Among the lines of the listing below, count those with the string "monterm". Give the number and no commentary.

### Input material
=== Begin Enclosure ===

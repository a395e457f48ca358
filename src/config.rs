//! Configuration for monterm.
//!
//! Settings live in `~/.monterm/config.toml`:
//!
//! ```toml
//! # Refresh delay in tenths of a second
//! delay = 15
//!
//! # Color scheme id (0 = default, 1 = monochrome)
//! color_scheme = 0
//!
//! # Report mouse clicks
//! mouse = true
//! ```
//!
//! Missing keys take their defaults; an unreadable or malformed file is
//! ignored as a whole.

use std::fs;
use std::path::{Path, PathBuf};

use serde::{Deserialize, Serialize};
use tracing::warn;

use crate::crt::color::ColorScheme;

/// Main configuration
#[derive(Debug, Clone, PartialEq, Eq, Serialize, Deserialize)]
#[serde(default)]
pub struct Config {
    /// Refresh delay in tenths of a second
    pub delay: u32,
    /// Color scheme id
    pub color_scheme: ColorScheme,
    /// Register for mouse clicks
    pub mouse: bool,
}

impl Default for Config {
    fn default() -> Self {
        Self {
            delay: 15,
            color_scheme: ColorScheme::DEFAULT,
            mouse: true,
        }
    }
}

impl Config {
    /// Load configuration from the default location
    pub fn load() -> Self {
        match Self::get_config_path() {
            Some(path) if path.exists() => Self::load_from(&path),
            _ => Self::default(),
        }
    }

    /// Load configuration from `path`, falling back to defaults
    pub fn load_from(path: &Path) -> Self {
        let content = match fs::read_to_string(path) {
            Ok(content) => content,
            Err(e) => {
                warn!("Failed to read {}: {}", path.display(), e);
                return Self::default();
            }
        };
        match toml::from_str(&content) {
            Ok(config) => config,
            Err(e) => {
                warn!("Ignoring malformed {}: {}", path.display(), e);
                Self::default()
            }
        }
    }

    /// Save configuration to the default location
    pub fn save(&self) -> Result<(), String> {
        match Self::get_config_path() {
            Some(path) => self.save_to(&path),
            None => Err("Could not determine config path".to_string()),
        }
    }

    pub fn save_to(&self, path: &Path) -> Result<(), String> {
        let content = toml::to_string_pretty(self)
            .map_err(|e| format!("Failed to serialize config: {}", e))?;
        fs::write(path, content).map_err(|e| format!("Failed to write config: {}", e))?;
        Ok(())
    }

    /// Directory holding the config file and the log
    pub fn config_dir() -> Option<PathBuf> {
        let dir = home_dir()?.join(".monterm");
        if !dir.exists() {
            let _ = fs::create_dir_all(&dir);
        }
        Some(dir)
    }

    /// Get config file path
    fn get_config_path() -> Option<PathBuf> {
        Self::config_dir().map(|dir| dir.join("config.toml"))
    }
}

// Get home directory
fn home_dir() -> Option<PathBuf> {
    std::env::var_os("HOME").map(PathBuf::from)
}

=== End Enclosure ===

### Answer box
3